3. Il ressort des termes mêmes du mémoire en défense produit le 26 janvier 2024 par le préfet d'Ille-et-Vilaine que celui-ci faisait valoir que la décision litigieuse était fondée, non pas sur l'article L. 224-2 du code de la route, mais sur l'article L. 224-7 de ce code, au demeurant visé par l'arrêté litigieux. En retenant que cet arrêté était fondé sur l'article L. 224-2 du code de la route et que l'administration sollicitait une substitution de base légale, le juge des référés a dénaturé les pièces du dossier et s'est mépris sur la portée des écritures du préfet d'Ille-et-Vilaine.

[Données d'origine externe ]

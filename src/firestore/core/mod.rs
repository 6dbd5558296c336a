pub mod event_manager;
pub mod filter;
pub mod firestore_client;
pub mod listen_sequence;
pub mod query;
pub mod sync_engine;
pub mod target;
pub mod target_id_generator;
pub mod transaction;
pub mod types;
pub mod view;
pub mod view_snapshot;

#[doc(inline)]
pub use event_manager::{EventManager, ListenOptions, QueryListener, SnapshotCallback};
#[doc(inline)]
pub use firestore_client::{ClientComponents, FirestoreClient, ListenerRegistration};
pub use filter::{Filter, FilterOperator};
pub use query::{LimitType, Query};
pub use sync_engine::{SyncEngine, SyncEngineListener};
pub use target::Target;
pub use transaction::Transaction;
pub use types::{BatchId, OnlineState, OnlineStateSource, TargetId};
pub use view::View;
pub use view_snapshot::{ChangeType, DocumentViewChange, SyncState, ViewSnapshot};
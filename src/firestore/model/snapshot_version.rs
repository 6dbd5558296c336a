use std::fmt::{Display, Formatter};

use serde::{Deserialize, Serialize};

use crate::firestore::model::Timestamp;

/// Version of a document or of a consistent backend snapshot.
///
/// `SnapshotVersion::min()` stands for "never synced" and sorts before every
/// real version.
#[derive(Clone, Copy, Debug, PartialEq, Eq, Hash, PartialOrd, Ord, Serialize, Deserialize)]
pub struct SnapshotVersion {
    timestamp: Timestamp,
}

impl SnapshotVersion {
    pub fn new(timestamp: Timestamp) -> Self {
        Self { timestamp }
    }

    pub fn min() -> Self {
        Self {
            timestamp: Timestamp::new(0, 0),
        }
    }

    /// Sentinel used by the LRU collector's comparisons and by the read-time
    /// index when a range must include everything.
    pub fn max() -> Self {
        Self {
            timestamp: Timestamp::new(253_402_300_799, 999_999_999),
        }
    }

    pub fn from_micros(micros: i64) -> Self {
        let seconds = micros.div_euclid(1_000_000);
        let nanos = (micros.rem_euclid(1_000_000) * 1_000) as i32;
        Self::new(Timestamp::new(seconds, nanos))
    }

    pub fn timestamp(&self) -> Timestamp {
        self.timestamp
    }

    pub fn is_min(&self) -> bool {
        *self == Self::min()
    }

    pub fn to_micros(&self) -> i64 {
        self.timestamp.to_micros()
    }
}

impl Default for SnapshotVersion {
    fn default() -> Self {
        Self::min()
    }
}

impl From<Timestamp> for SnapshotVersion {
    fn from(timestamp: Timestamp) -> Self {
        Self::new(timestamp)
    }
}

impl Display for SnapshotVersion {
    fn fmt(&self, f: &mut Formatter<'_>) -> std::fmt::Result {
        write!(f, "SnapshotVersion({})", self.timestamp)
    }
}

Le ministre de l'intérieur et des outre-mer est, par suite, fondé à demander l'annulation de l'ordonnance attaquée.

4. Il y a lieu, dans les circonstances de l'espèce, de régler l'affaire au titre de la procédure de référé engagée, en application de l'article L. 821-2 du code de justice administrative.

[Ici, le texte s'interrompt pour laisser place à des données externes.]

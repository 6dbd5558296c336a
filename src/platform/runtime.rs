use std::future::Future;
use std::time::Duration;

/// Platform-independent helper to spawn an async task that runs in the background.
#[cfg(target_arch = "wasm32")]
pub fn spawn_detached<F>(future: F)
where
    F: Future<Output = ()> + 'static,
{
    wasm_bindgen_futures::spawn_local(future);
}

/// Platform-independent helper to spawn an async task that runs in the background.
///
/// Uses the ambient tokio runtime when called from inside one, otherwise a
/// lazily built single-worker runtime owned by the crate.
#[cfg(not(target_arch = "wasm32"))]
pub fn spawn_detached<F>(future: F)
where
    F: Future<Output = ()> + Send + 'static,
{
    use once_cell::sync::Lazy;
    use tokio::runtime::{Builder, Handle, Runtime};

    static BACKGROUND_RUNTIME: Lazy<Option<Runtime>> = Lazy::new(|| {
        match Builder::new_multi_thread()
            .worker_threads(1)
            .thread_name("firestore-sync-worker")
            .enable_all()
            .build()
        {
            Ok(runtime) => Some(runtime),
            Err(err) => {
                log::error!("failed to build background tokio runtime: {err}");
                None
            }
        }
    });

    if let Ok(handle) = Handle::try_current() {
        handle.spawn(future);
    } else if let Some(runtime) = BACKGROUND_RUNTIME.as_ref() {
        let _ = runtime.spawn(future);
    }
}

/// Asynchronously waits for the provided duration in a platform-compatible way.
pub async fn sleep(duration: Duration) {
    if duration.is_zero() {
        return;
    }

    sleep_impl(duration).await;
}

#[cfg(target_arch = "wasm32")]
async fn sleep_impl(duration: Duration) {
    use gloo_timers::future::sleep;
    sleep(duration).await;
}

#[cfg(not(target_arch = "wasm32"))]
async fn sleep_impl(duration: Duration) {
    use tokio::time::sleep;
    sleep(duration).await;
}

/// `Send` on native targets, no bound on wasm32 where futures run on the
/// single JS thread.
#[cfg(not(target_arch = "wasm32"))]
pub trait MaybeSend: Send {}
#[cfg(not(target_arch = "wasm32"))]
impl<T: Send + ?Sized> MaybeSend for T {}

#[cfg(target_arch = "wasm32")]
pub trait MaybeSend {}
#[cfg(target_arch = "wasm32")]
impl<T: ?Sized> MaybeSend for T {}
use std::sync::{Arc, Mutex, MutexGuard, PoisonError, Weak};
use std::time::Duration;

use async_trait::async_trait;

use crate::firestore::async_queue::AsyncQueue;
use crate::firestore::error::{internal_error, FirestoreError, FirestoreResult};
use crate::firestore::model::{Mutation, MutationResult, SnapshotVersion};
use crate::firestore::remote::datastore::StreamingDatastore;
use crate::firestore::remote::network::StreamCredentialProvider;
use crate::firestore::remote::serializer::JsonProtoSerializer;
use crate::firestore::remote::stream::persistent::{
    PersistentStream, PersistentStreamDelegate, StreamKind,
};
use crate::util::backoff::BackoffConfig;

use super::listen::{decode_message, encode_message};

/// Receives the events of a [`WriteStream`] on the async queue.
#[cfg_attr(target_arch = "wasm32", async_trait(?Send))]
#[cfg_attr(not(target_arch = "wasm32"), async_trait)]
pub trait WriteStreamListener: Send + Sync + 'static {
    async fn on_write_stream_open(&self);

    async fn on_write_handshake_complete(&self);

    async fn on_mutation_result(&self, commit_version: SnapshotVersion, results: Vec<MutationResult>);

    async fn on_write_stream_close(&self, error: Option<FirestoreError>);
}

#[derive(Default)]
struct WriteState {
    handshake_complete: bool,
    /// Token the backend handed out with its last response. Sent back with
    /// every write so the backend can tell which writes were acknowledged.
    last_stream_token: Vec<u8>,
}

type SharedWriteState = Arc<Mutex<WriteState>>;

fn lock(state: &SharedWriteState) -> MutexGuard<'_, WriteState> {
    state.lock().unwrap_or_else(PoisonError::into_inner)
}

/// The `Write` RPC. After opening, the client sends a handshake and waits
/// for the stream token before sending mutations.
pub struct WriteStream {
    stream: Arc<PersistentStream>,
    serializer: JsonProtoSerializer,
    state: SharedWriteState,
}

impl WriteStream {
    pub fn new(
        queue: AsyncQueue,
        datastore: Arc<dyn StreamingDatastore>,
        credentials: StreamCredentialProvider,
        serializer: JsonProtoSerializer,
        backoff: BackoffConfig,
        idle_timeout: Duration,
        listener: Weak<dyn WriteStreamListener>,
    ) -> Self {
        let state = SharedWriteState::default();
        let delegate = Arc::new(WriteDelegate {
            serializer: serializer.clone(),
            state: Arc::clone(&state),
            listener,
        });
        let stream = PersistentStream::new(
            StreamKind::Write,
            queue,
            datastore,
            credentials,
            backoff,
            idle_timeout,
            delegate,
        );
        Self {
            stream,
            serializer,
            state,
        }
    }

    pub fn start(&self) {
        lock(&self.state).handshake_complete = false;
        self.stream.start();
    }

    pub async fn stop(&self) {
        self.stream.stop().await;
    }

    pub fn is_started(&self) -> bool {
        self.stream.is_started()
    }

    pub fn is_open(&self) -> bool {
        self.stream.is_open()
    }

    pub fn mark_idle(&self) {
        self.stream.mark_idle();
    }

    pub fn inhibit_backoff(&self) {
        self.stream.inhibit_backoff();
    }

    pub fn handshake_complete(&self) -> bool {
        lock(&self.state).handshake_complete
    }

    pub fn last_stream_token(&self) -> Vec<u8> {
        lock(&self.state).last_stream_token.clone()
    }

    pub fn set_last_stream_token(&self, token: Vec<u8>) {
        lock(&self.state).last_stream_token = token;
    }

    /// First message of every write stream; the reply carries the token to
    /// use for subsequent writes.
    pub async fn write_handshake(&self) {
        debug_assert!(self.is_open(), "handshake on a closed write stream");
        debug_assert!(!self.handshake_complete(), "handshake already completed");
        let request = self.serializer.encode_write_handshake();
        self.stream.send(encode_message(&request)).await;
    }

    pub async fn write_mutations(&self, mutations: &[Mutation]) {
        debug_assert!(self.handshake_complete(), "writes before the handshake");
        let token = self.last_stream_token();
        let request = self.serializer.encode_write_request(&token, mutations);
        self.stream.send(encode_message(&request)).await;
    }
}

struct WriteDelegate {
    serializer: JsonProtoSerializer,
    state: SharedWriteState,
    listener: Weak<dyn WriteStreamListener>,
}

#[cfg_attr(target_arch = "wasm32", async_trait(?Send))]
#[cfg_attr(not(target_arch = "wasm32"), async_trait)]
impl PersistentStreamDelegate for WriteDelegate {
    async fn on_open(&self, _stream: &PersistentStream) {
        if let Some(listener) = self.listener.upgrade() {
            listener.on_write_stream_open().await;
        }
    }

    async fn on_message(&self, stream: &PersistentStream, payload: Vec<u8>) -> FirestoreResult<()> {
        let response = self
            .serializer
            .decode_write_response(&decode_message(&payload)?)?;
        let was_handshake = {
            let mut state = lock(&self.state);
            state.last_stream_token = response.stream_token;
            let was_handshake = !state.handshake_complete;
            state.handshake_complete = true;
            was_handshake
        };
        let Some(listener) = self.listener.upgrade() else {
            return Ok(());
        };

        if was_handshake {
            if !response.write_results.is_empty() {
                return Err(internal_error("Got mutation results for the handshake"));
            }
            listener.on_write_handshake_complete().await;
        } else {
            // Only a real write acknowledgement proves the stream is healthy.
            stream.reset_backoff();
            listener
                .on_mutation_result(response.commit_version, response.write_results)
                .await;
        }
        Ok(())
    }

    async fn on_close(&self, _stream: &PersistentStream, error: Option<FirestoreError>) {
        if let Some(listener) = self.listener.upgrade() {
            listener.on_write_stream_close(error).await;
        }
    }
}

5. Pour demander la suspension de l'arrêté qu'il attaque, M. B... soutient qu'il est insuffisamment motivé, faute de comporter l'énoncé des considérations de fait qui en constituent le fondement, qu'il a été pris sans procédure contradictoire alors qu'il comporte une mesure prise en considération de la personne, qu'il est entaché d'erreur de fait car aucun élément du dossier n'établit sa responsabilité dans l'accident qui a causé la mort de Mme A... et d'erreur d'appréciation, car la suspension de son permis de conduire pour une durée de dix mois est disproportionnée. Aucun de ces moyens n'est propre à créer, en l'état de l'instruction, un doute sérieux quant à la légalité de cet arrêté. Dès lors, sans qu'il soit besoin de se prononcer sur l'existence d'une situation d'urgence, la demande de M. B... tendant à la suspension de cet arrêté doit être rejetée.

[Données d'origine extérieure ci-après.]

impl Mutation {
    pub fn set(key: DocumentKey, value: MapValue) -> Self {
        Mutation::Set {
            key,
            value,
            precondition: Precondition::None,
        }
    }

    /// A patch over every leaf of `data`, requiring the document to exist.
    pub fn patch(key: DocumentKey, data: MapValue) -> Self {
        let field_mask = FieldMask::new(data.leaf_paths());
        Mutation::Patch {
            key,
            data,
            field_mask,
            precondition: Precondition::Exists(true),
        }
    }

    pub fn delete(key: DocumentKey) -> Self {
        Mutation::Delete {
            key,
            precondition: Precondition::None,
        }
    }

    pub fn transform(key: DocumentKey, field_transforms: Vec<FieldTransform>) -> Self {
        Mutation::Transform {
            key,
            field_transforms,
        }
    }

    pub fn key(&self) -> &DocumentKey {
        match self {
            Mutation::Set { key, .. }
            | Mutation::Patch { key, .. }
            | Mutation::Transform { key, .. }
            | Mutation::Delete { key, .. }
            | Mutation::Verify { key, .. } => key,
        }
    }

    pub fn precondition(&self) -> Precondition {
        match self {
            Mutation::Set { precondition, .. }
            | Mutation::Patch { precondition, .. }
            | Mutation::Delete { precondition, .. }
            | Mutation::Verify { precondition, .. } => precondition.clone(),
            // Transforms only make sense on a document that exists.
            Mutation::Transform { .. } => Precondition::Exists(true),
        }
    }

    pub fn field_transforms(&self) -> &[FieldTransform] {
        match self {
            Mutation::Transform {
                field_transforms, ..
            } => field_transforms,
            _ => &[],
        }
    }

    /// Fields a patch writes; `None` for writes that replace or remove the
    /// whole document.
    pub fn field_mask(&self) -> Option<&FieldMask> {
        match self {
            Mutation::Patch { field_mask, .. } => Some(field_mask),
            _ => None,
        }
    }

    pub fn verify(key: DocumentKey, precondition: Precondition) -> Self {
        Mutation::Verify { key, precondition }
    }

    /// Same write guarded by `precondition`. Transforms keep their implicit
    /// existence check.
    pub fn with_precondition(self, precondition: Precondition) -> Self {
        match self {
            Mutation::Set { key, value, .. } => Mutation::Set {
                key,
                value,
                precondition,
            },
            Mutation::Patch {
                key,
                data,
                field_mask,
                ..
            } => Mutation::Patch {
                key,
                data,
                field_mask,
                precondition,
            },
            Mutation::Delete { key, .. } => Mutation::Delete { key, precondition },
            Mutation::Verify { key, .. } => Mutation::Verify { key, precondition },
            transform @ Mutation::Transform { .. } => transform,
        }
    }

    /// Applies the mutation to the last known remote state once the backend
    /// acknowledged it with `result`.
    pub fn apply_to_remote_document(
        &self,
        maybe_doc: Option<MaybeDocument>,
        result: &MutationResult,
    ) -> FirestoreResult<MaybeDocument> {
        let key = self.key().clone();
        match self {
            Mutation::Set { value, .. } => Ok(Document::new(key, result.version, value.clone())
                .with_committed_mutations()
                .into()),
            Mutation::Patch {
                data,
                field_mask,
                precondition,
                ..
            } => {
                if !precondition.is_valid_for(maybe_doc.as_ref()) {
                    // The patch was acknowledged but we never saw the base document.
                    return Ok(UnknownDocument::new(key, result.version).into());
                }
                let patched = patch_document(maybe_doc.as_ref(), data, field_mask);
                Ok(Document::new(key, result.version, patched)
                    .with_committed_mutations()
                    .into())
            }
            Mutation::Transform {
                field_transforms, ..
            } => {
                if !self.precondition().is_valid_for(maybe_doc.as_ref()) {
                    return Ok(UnknownDocument::new(key, result.version).into());
                }
                let doc = require_document(maybe_doc, &key)?;
                let server_results = result.transform_results.as_ref().ok_or_else(|| {
                    internal_error("Transform results missing for a transform mutation")
                })?;
                if server_results.len() != field_transforms.len() {
                    return Err(internal_error(format!(
                        "Server transform count ({}) does not match field transform count ({})",
                        server_results.len(),
                        field_transforms.len()
                    )));
                }
                let values = field_transforms
                    .iter()
                    .zip(server_results.iter())
                    .map(|(transform, server_value)| {
                        transform.operation().apply_to_remote_document(
                            doc.field(transform.field()),
                            Some(server_value.clone()),
                        )
                    })
                    .collect::<Vec<_>>();
                let data = transform_object(doc.data(), field_transforms, values);
                Ok(Document::new(key, result.version, data)
                    .with_committed_mutations()
                    .into())
            }
            Mutation::Delete { .. } => Ok(NoDocument::new(key, result.version)
                .with_committed_mutations()
                .into()),
            Mutation::Verify { .. } => Err(internal_error(
                "Verify mutations are only used by transactions",
            )),
        }
    }

    /// Applies the mutation to the latency-compensated view. `base_doc` is the
    /// document before the enclosing batch was applied. Returns the input
    /// unchanged when the precondition fails.
    pub fn apply_to_local_view(
        &self,
        maybe_doc: Option<MaybeDocument>,
        base_doc: Option<&MaybeDocument>,
        local_write_time: Timestamp,
    ) -> Option<MaybeDocument> {
        if !self.precondition().is_valid_for(maybe_doc.as_ref()) {
            return maybe_doc;
        }
        let key = self.key().clone();
        match self {
            Mutation::Set { value, .. } => {
                let version = post_mutation_version(maybe_doc.as_ref());
                Some(
                    Document::new(key, version, value.clone())
                        .with_local_mutations()
                        .into(),
                )
            }
            Mutation::Patch {
                data, field_mask, ..
            } => {
                let version = post_mutation_version(maybe_doc.as_ref());
                let patched = patch_document(maybe_doc.as_ref(), data, field_mask);
                Some(Document::new(key, version, patched).with_local_mutations().into())
            }
            Mutation::Transform {
                field_transforms, ..
            } => {
                let doc = maybe_doc.as_ref().and_then(MaybeDocument::as_document)?;
                let base = base_doc.and_then(MaybeDocument::as_document);
                let values = field_transforms
                    .iter()
                    .map(|transform| {
                        // Fall back to the pre-batch value when an earlier patch in
                        // the batch cleared the field.
                        let previous = doc
                            .field(transform.field())
                            .or_else(|| base.and_then(|b| b.field(transform.field())));
                        transform
                            .operation()
                            .apply_to_local_view(previous, local_write_time)
                    })
                    .collect::<Vec<_>>();
                let data = transform_object(doc.data(), field_transforms, values);
                Some(
                    Document::new(key, doc.version(), data)
                        .with_local_mutations()
                        .into(),
                )
            }
            Mutation::Delete { .. } => {
                Some(NoDocument::new(key, SnapshotVersion::min()).into())
            }
            Mutation::Verify { .. } => maybe_doc,
        }
    }

    /// For non-idempotent transforms, captures the values they start from so
    /// that the write can be replayed against a changed base document.
    pub fn extract_base_value(&self, maybe_doc: Option<&MaybeDocument>) -> Option<MapValue> {
        let Mutation::Transform {
            field_transforms, ..
        } = self
        else {
            return None;
        };
        let doc = maybe_doc.and_then(MaybeDocument::as_document);
        let mut base = MapValue::empty();
        for transform in field_transforms {
            let existing = doc.and_then(|doc| doc.field(transform.field()));
            if let Some(value) = transform.operation().compute_base_value(existing) {
                base.set_field(transform.field(), value);
            }
        }
        if base.is_empty() {
            None
        } else {
            Some(base)
        }
    }
}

6. Les dispositions de l'article L. 761-1 du code de justice administrative et de l'article 37 de la loi du 10 juillet 1991 font obstacle à ce qu'une somme soit mise à ce titre à la charge de l'Etat qui n'est pas, dans la présente instance, la partie perdante.

D E C I D E :

--------------

Article 1er : L'ordonnance du juge des référés du tribunal administratif de Rennes du 6 février 2024 est annulée.

Article 2 : La demande présentée par M. B... devant le juge des référés du tribunal administratif de Rennes est rejetée.

Article 3 : Les conclusions présentées par M. B... au titre de l'article L. 761-1 du code de justice administrative et de l'article 37 de la loi du 10 juillet 1991 sont rejetées.

Article 4 : La présente décision sera notifiée au ministre de l'intérieur et des outre-mer et à M. C... B....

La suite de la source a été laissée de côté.